Aspirin is useful because it slows down platelet clumping and deposition on the plaque inside the artery and greatly decreases the incidence of heart attack and death. Intravenous heparin inhibits further blood clot formation and, in combination with aspirin, is especially effective. Nitroglycerin dilates coronary arteries and improves blood flow. It is given IV to high-risk patients and to those with recurrent chest pain. Patients can be changed to an oral or topical form, once chest pain episodes subside and stabilization is achieved. Beta-blockers lower the heart rate and blood pressure which decreases the workload of the heart and have been found to help prevent progression of UA to heart attack and death. For patients in whom beta-blockers are not a good idea, calcium antagonists have helped prevent the UA to heart attack progression.

New Drugs

Antiplatelet Agents
An emerging new class of drugs, IIb/IIIa receptor inhibitors, prevent clot formation by blocking receptors on platelets. These drugs are all given intravenously and include eptifibatide (Integrilin®), tirofiban (Aggrastat®), and abciximab (ReoPro®). Taken together with heparin, they greatly reduce the occurrence of heart attacks among UA patients. One note of caution — because heparin can also cause bleeding, the doctor must carefully adjust the dosage to the patient's weight.
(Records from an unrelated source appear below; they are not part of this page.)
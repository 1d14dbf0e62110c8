use chrono::{DateTime, Utc};
use serde::{Deserialize, Serialize};
use std::fmt;
use uuid::Uuid;

use super::action::MutationAction;
use super::entity_type::EntityType;
use super::status::MutationStatus;

/// One user-initiated create/update/delete captured for later delivery.
///
/// `payload`, `action`, and `entity_type` are fixed at creation; only the
/// delivery fields (`status`, `error_message`, `synced_at`, `attempts`,
/// `next_attempt_at`) change afterwards, and only through the store.
#[derive(Debug, Clone, Serialize, Deserialize)]
pub struct PendingMutation {
    pub id: Uuid,
    pub entity_type: EntityType,
    pub action: MutationAction,
    pub payload: serde_json::Value,
    pub created_at: DateTime<Utc>,
    pub status: MutationStatus,
    pub error_message: Option<String>,
    pub synced_at: Option<DateTime<Utc>>,
    pub device_id: Uuid,
    /// Number of times this record has entered a dispatched batch.
    pub attempts: u32,
    /// Earliest instant the next attempt may run, set by the backoff policy.
    pub next_attempt_at: Option<DateTime<Utc>>,
}

impl PendingMutation {
    pub fn new(
        entity_type: EntityType,
        action: MutationAction,
        payload: serde_json::Value,
        device_id: Uuid,
    ) -> Self {
        Self {
            id: Uuid::new_v4(),
            entity_type,
            action,
            payload,
            created_at: Utc::now(),
            status: MutationStatus::Pending,
            error_message: None,
            synced_at: None,
            device_id,
            attempts: 0,
            next_attempt_at: None,
        }
    }
}

impl fmt::Display for PendingMutation {
    fn fmt(&self, f: &mut fmt::Formatter<'_>) -> fmt::Result {
        let entity = self.entity_type.to_string();
        let action = self.action.to_string();
        let status = self.status.to_string();
        write!(
            f,
            "{}  {:<15}  {:<6}  {:<8}  {}",
            self.id,
            entity,
            action,
            status,
            self.created_at.to_rfc3339()
        )?;
        if let Some(err) = &self.error_message {
            write!(f, "\n    error: {}", err)?;
        }
        Ok(())
    }
}

/// Aggregate per-status totals, used to bootstrap foreground views.
#[derive(Debug, Clone, Copy, Default, PartialEq, Eq, Serialize, Deserialize)]
pub struct StatusCounts {
    pub pending: u64,
    pub syncing: u64,
    pub synced: u64,
    pub failed: u64,
    pub conflict: u64,
}

impl StatusCounts {
    pub fn total(&self) -> u64 {
        self.pending + self.syncing + self.synced + self.failed + self.conflict
    }

    /// Records still awaiting a successful delivery.
    pub fn unsynced(&self) -> u64 {
        self.pending + self.syncing + self.failed
    }
}
//! Wire types for the remote reconciliation endpoint.
//!
//! The remote side is required to treat item ids idempotently
//! (upsert-by-id), which is what makes the orchestrator's at-least-once
//! retry behavior safe.

use chrono::{DateTime, Utc};
use serde::{Deserialize, Serialize};
use uuid::Uuid;

use crate::models::{EntityType, MutationAction, PendingMutation};

/// Snapshot of one mutation as submitted to the remote endpoint.
#[derive(Debug, Clone, Serialize, Deserialize)]
#[serde(rename_all = "camelCase")]
pub struct BatchItem {
    pub id: Uuid,
    pub entity_type: EntityType,
    pub action: MutationAction,
    pub payload: serde_json::Value,
    pub created_at: DateTime<Utc>,
}

impl From<&PendingMutation> for BatchItem {
    fn from(m: &PendingMutation) -> Self {
        Self {
            id: m.id,
            entity_type: m.entity_type,
            action: m.action,
            payload: m.payload.clone(),
            created_at: m.created_at,
        }
    }
}

/// An ephemeral grouping of mutations submitted in one remote call.
#[derive(Debug, Clone)]
pub struct SyncBatch {
    pub batch_id: Uuid,
    pub device_id: Uuid,
    pub items: Vec<BatchItem>,
}

impl SyncBatch {
    pub fn new(device_id: Uuid, mutations: &[PendingMutation]) -> Self {
        Self {
            batch_id: Uuid::new_v4(),
            device_id,
            items: mutations.iter().map(BatchItem::from).collect(),
        }
    }

    /// The request body for this batch.
    pub fn request(&self) -> SyncBatchRequest {
        SyncBatchRequest {
            device_id: self.device_id,
            items: self.items.clone(),
        }
    }
}

/// Body POSTed to the reconciliation endpoint.
#[derive(Debug, Clone, Serialize, Deserialize)]
#[serde(rename_all = "camelCase")]
pub struct SyncBatchRequest {
    pub device_id: Uuid,
    pub items: Vec<BatchItem>,
}

/// Per-item verdict from the remote side.
#[derive(Debug, Clone, Copy, PartialEq, Eq, Serialize, Deserialize)]
#[serde(rename_all = "lowercase")]
pub enum RemoteStatus {
    Synced,
    Failed,
    Conflict,
}

/// One item's result within a batch response.
#[derive(Debug, Clone, Serialize, Deserialize)]
#[serde(rename_all = "camelCase")]
pub struct ItemResult {
    pub id: Uuid,
    pub status: RemoteStatus,
    #[serde(default, skip_serializing_if = "Option::is_none")]
    pub error: Option<String>,
}

/// Body returned by the reconciliation endpoint.
#[derive(Debug, Clone, Serialize, Deserialize)]
#[serde(rename_all = "camelCase")]
pub struct SyncBatchResponse {
    pub success: bool,
    pub results: Vec<ItemResult>,
}

#[cfg(test)]
mod tests {
    use super::*;
    use serde_json::json;

    #[test]
    fn test_request_wire_shape() {
        let device_id = Uuid::new_v4();
        let m = PendingMutation::new(
            EntityType::Appointment,
            MutationAction::Create,
            json!({"patient": "p-1"}),
            device_id,
        );
        let batch = SyncBatch::new(device_id, std::slice::from_ref(&m));

        let value = serde_json::to_value(batch.request()).unwrap();

        assert_eq!(value["deviceId"], json!(device_id.to_string()));
        let item = &value["items"][0];
        assert_eq!(item["id"], json!(m.id.to_string()));
        assert_eq!(item["entityType"], json!("appointment"));
        assert_eq!(item["action"], json!("create"));
        assert_eq!(item["payload"], json!({"patient": "p-1"}));
        assert!(item.get("createdAt").is_some());
        // Delivery-side fields never go over the wire.
        assert!(item.get("status").is_none());
        assert!(item.get("attempts").is_none());
    }

    #[test]
    fn test_response_wire_shape() {
        let id = Uuid::new_v4();
        let raw = format!(
            r#"{{"success": true, "results": [
                {{"id": "{}", "status": "failed", "error": "missing field"}}
            ]}}"#,
            id
        );

        let response: SyncBatchResponse = serde_json::from_str(&raw).unwrap();
        assert!(response.success);
        assert_eq!(response.results.len(), 1);
        assert_eq!(response.results[0].id, id);
        assert_eq!(response.results[0].status, RemoteStatus::Failed);
        assert_eq!(response.results[0].error.as_deref(), Some("missing field"));
    }

    #[test]
    fn test_result_error_field_optional() {
        let id = Uuid::new_v4();
        let raw = format!(r#"{{"id": "{}", "status": "synced"}}"#, id);
        let result: ItemResult = serde_json::from_str(&raw).unwrap();
        assert_eq!(result.status, RemoteStatus::Synced);
        assert!(result.error.is_none());
    }

    #[test]
    fn test_batches_have_distinct_ids() {
        let device_id = Uuid::new_v4();
        let a = SyncBatch::new(device_id, &[]);
        let b = SyncBatch::new(device_id, &[]);
        assert_ne!(a.batch_id, b.batch_id);
    }
}
//! HTTP client for the remote reconciliation endpoint.

use std::time::Duration;

use crate::config::Config;

use super::protocol::{SyncBatchRequest, SyncBatchResponse};

/// Errors that can occur during reconciliation calls.
#[derive(Debug)]
pub enum ClientError {
    /// No remote endpoint configured
    NotConfigured,
    /// No usable response from the server (connect error, timeout)
    Transport(String),
    /// The server answered with a non-success status
    Status(u16),
    /// The response body could not be decoded
    Decode(String),
}

impl std::fmt::Display for ClientError {
    fn fmt(&self, f: &mut std::fmt::Formatter<'_>) -> std::fmt::Result {
        match self {
            ClientError::NotConfigured => {
                write!(f, "Sync not configured. Add remote_url to config.")
            }
            ClientError::Transport(e) => write!(f, "Transport error: {}", e),
            ClientError::Status(code) => write!(f, "Server returned status {}", code),
            ClientError::Decode(e) => write!(f, "Failed to decode response: {}", e),
        }
    }
}

impl std::error::Error for ClientError {}

/// Client for submitting mutation batches to the reconciliation service.
#[derive(Debug, Clone)]
pub struct ReconcileClient {
    http: reqwest::Client,
    base_url: String,
    api_key: Option<String>,
}

impl ReconcileClient {
    /// Creates a client with an explicit endpoint and timeout.
    pub fn new(
        base_url: impl Into<String>,
        api_key: Option<String>,
        timeout: Duration,
    ) -> Result<Self, ClientError> {
        let http = reqwest::Client::builder()
            .timeout(timeout)
            .build()
            .map_err(|e| ClientError::Transport(e.to_string()))?;

        Ok(Self {
            http,
            base_url: base_url.into(),
            api_key,
        })
    }

    /// Creates a client from config.
    ///
    /// Returns an error if no remote endpoint is configured.
    pub fn from_config(config: &Config) -> Result<Self, ClientError> {
        let base_url = config
            .remote_url
            .clone()
            .ok_or(ClientError::NotConfigured)?;

        Self::new(
            base_url,
            config.api_key.clone(),
            Duration::from_secs(config.batch_timeout_secs),
        )
    }

    /// Returns the server base URL.
    pub fn base_url(&self) -> &str {
        &self.base_url
    }

    /// Submits one batch and returns the per-item results.
    pub async fn submit_batch(
        &self,
        request: &SyncBatchRequest,
    ) -> Result<SyncBatchResponse, ClientError> {
        let url = self.build_url("/sync/batch");

        let mut call = self.http.post(&url).json(request);
        if let Some(key) = &self.api_key {
            call = call.header("Authorization", format!("Bearer {}", key));
        }

        let response = call
            .send()
            .await
            .map_err(|e| ClientError::Transport(e.to_string()))?;

        let status = response.status();
        if !status.is_success() {
            return Err(ClientError::Status(status.as_u16()));
        }

        response
            .json()
            .await
            .map_err(|e| ClientError::Decode(e.to_string()))
    }

    /// Probes the health endpoint; any failure counts as unreachable.
    pub async fn check_server(&self) -> bool {
        let url = self.build_url("/health");
        match self.http.get(&url).send().await {
            Ok(response) => response.status().is_success(),
            Err(_) => false,
        }
    }

    /// Builds a full URL for a given path.
    fn build_url(&self, path: &str) -> String {
        format!("{}{}", self.base_url.trim_end_matches('/'), path)
    }
}

#[cfg(test)]
mod tests {
    use super::*;

    #[test]
    fn test_build_url() {
        let client =
            ReconcileClient::new("http://localhost:8080", None, Duration::from_secs(5)).unwrap();
        assert_eq!(
            client.build_url("/sync/batch"),
            "http://localhost:8080/sync/batch"
        );

        let client =
            ReconcileClient::new("http://localhost:8080/", None, Duration::from_secs(5)).unwrap();
        assert_eq!(client.build_url("/health"), "http://localhost:8080/health");
    }

    #[test]
    fn test_from_config_requires_remote_url() {
        let config = Config::default();
        assert!(matches!(
            ReconcileClient::from_config(&config),
            Err(ClientError::NotConfigured)
        ));

        let mut config = Config::default();
        config.remote_url = Some("http://sync.hospital.local".to_string());
        let client = ReconcileClient::from_config(&config).unwrap();
        assert_eq!(client.base_url(), "http://sync.hospital.local");
    }

    #[tokio::test]
    async fn test_check_server_unreachable() {
        // Nothing listens on this port.
        let client =
            ReconcileClient::new("http://127.0.0.1:1", None, Duration::from_millis(200)).unwrap();
        assert!(!client.check_server().await);
    }
}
An oral form of these receptor inhibitors is now being evaluated and may offer the possibility of long-term administration and extended effects.

Two other new drugs, ticlopidine (Ticlid®) and clopidogrel (Plavix®), both taken orally, also inhibit the activity of platelets, but by a different pathway. Like the receptor-inhibitors, they have been shown to decrease the incidence of heart attack and death in patients with UA. Unlike aspirin, however, beneficial effects of ticlopidine may not be apparent for at least a week because it takes a while for it to build up in the body. Both clopidogrel and ticlopidine can be used in patients who have an intolerance to aspirin. Combination therapy that includes aspirin and either ticlopidine or clopidogrel has not been fully evaluated but, theoretically, may offer significant advantages.

Antithrombins (Low-Molecular-Weight Heparin)
Low-molecular-weight heparin (LMWH) offers benefits over standard heparin. It can be especially effective when added to aspirin and will not, unlike standard heparin, cause an increase in major bleeding. Existing LMWHs include dalteparin (Fragmin®), nadroparin (Fraxiparin®) and enoxaparin (Lovenox®).

Surgical Treatments
For UA patients, the central therapeutic question is when to perform coronary angiography(X-ray pictures with special contrast that demonstrate the blood containing lining of the artery), coronary angioplasty ("balloon surgery" to stretch open the partially blocked artery) or bypass surgery (surgical insertion of a segment of vein between the main artery or aorta and the coronary or heart artery which routes the blood flow around the blockage). UA management ultimately centers on individualization of therapy and the concept of plaque stabilization. If sufficient blood flow through the coronary arteries cannot be guaranteed with medical therapy, then coronary angiography with an eye to proceeding with coronary angioplasty or bypass surgery is warranted.